Brief —
Each record is to be given again precisely as written.

*** Data for processing ***

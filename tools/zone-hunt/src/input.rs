use anyhow::{Context, Result, bail};
use zone_hunt_core::Coordinate;

/// Parse a `lat,lon` line as typed by a player.
pub fn parse_position(line: &str) -> Result<Coordinate> {
    let mut parts = line.split(',').map(str::trim);
    let (Some(lat), Some(lon), None) = (parts.next(), parts.next(), parts.next()) else {
        bail!("expected `lat,lon`, got {line:?}");
    };

    let lat: f64 = lat.parse().with_context(|| format!("invalid latitude {lat:?}"))?;
    let lon: f64 = lon.parse().with_context(|| format!("invalid longitude {lon:?}"))?;

    if !(-90.0..=90.0).contains(&lat) || !(-180.0..=180.0).contains(&lon) {
        bail!("coordinate out of range: {lat},{lon}");
    }

    Ok(Coordinate::new(lat, lon))
}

*** End of Data for processing ***

Completed exercise —
filename tools/zone-hunt/src/input.rs
use anyhow::{Context, Result, bail};
use zone_hunt_core::Coordinate;

/// Parse a `lat,lon` line as typed by a player.
pub fn parse_position(line: &str) -> Result<Coordinate> {
    let mut parts = line.split(',').map(str::trim);
    let (Some(lat), Some(lon), None) = (parts.next(), parts.next(), parts.next()) else {
        bail!("expected `lat,lon`, got {line:?}");
    };

    let lat: f64 = lat.parse().with_context(|| format!("invalid latitude {lat:?}"))?;
    let lon: f64 = lon.parse().with_context(|| format!("invalid longitude {lon:?}"))?;

    if !(-90.0..=90.0).contains(&lat) || !(-180.0..=180.0).contains(&lon) {
        bail!("coordinate out of range: {lat},{lon}");
    }

    Ok(Coordinate::new(lat, lon))
}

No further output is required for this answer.